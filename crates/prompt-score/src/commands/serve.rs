//! Serve command: run the MCP server on stdio.

use anyhow::Context;
use clap::Args;
use rmcp::ServiceExt;
use rmcp::transport::stdio;
use tracing::{info, instrument};

use prompt_score_core::config::Config;

use crate::server::ProjectServer;

/// Arguments for the `serve` subcommand.
#[derive(Args, Debug, Default)]
pub struct ServeArgs {}

/// Serve MCP requests on stdin/stdout until the client disconnects.
///
/// Logs go to stderr and the log file; stdout carries the protocol.
#[instrument(name = "cmd_serve", skip_all)]
pub async fn cmd_serve(_args: ServeArgs, config: Config) -> anyhow::Result<()> {
    let server =
        ProjectServer::from_config(&config).context("failed to build lexicon from configuration")?;

    info!("starting MCP server on stdio");
    let service = server
        .serve(stdio())
        .await
        .context("failed to start MCP server")?;
    service.waiting().await.context("MCP server terminated")?;
    info!("MCP server stopped");

    Ok(())
}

◇ ◇ ◇ ◇ ◇

→ **WHAT TO WORK ON**: Faithfully copy every entry, leaving nothing out.

→ **EXERCISE ANSWER**:
filename crates/prompt-score/src/commands/serve.rs
//! Serve command: run the MCP server on stdio.

use anyhow::Context;
use clap::Args;
use rmcp::ServiceExt;
use rmcp::transport::stdio;
use tracing::{info, instrument};

use prompt_score_core::config::Config;

use crate::server::ProjectServer;

/// Arguments for the `serve` subcommand.
#[derive(Args, Debug, Default)]
pub struct ServeArgs {}

/// Serve MCP requests on stdin/stdout until the client disconnects.
///
/// Logs go to stderr and the log file; stdout carries the protocol.
#[instrument(name = "cmd_serve", skip_all)]
pub async fn cmd_serve(_args: ServeArgs, config: Config) -> anyhow::Result<()> {
    let server =
        ProjectServer::from_config(&config).context("failed to build lexicon from configuration")?;

    info!("starting MCP server on stdio");
    let service = server
        .serve(stdio())
        .await
        .context("failed to start MCP server")?;
    service.waiting().await.context("MCP server terminated")?;
    info!("MCP server stopped");

    Ok(())
}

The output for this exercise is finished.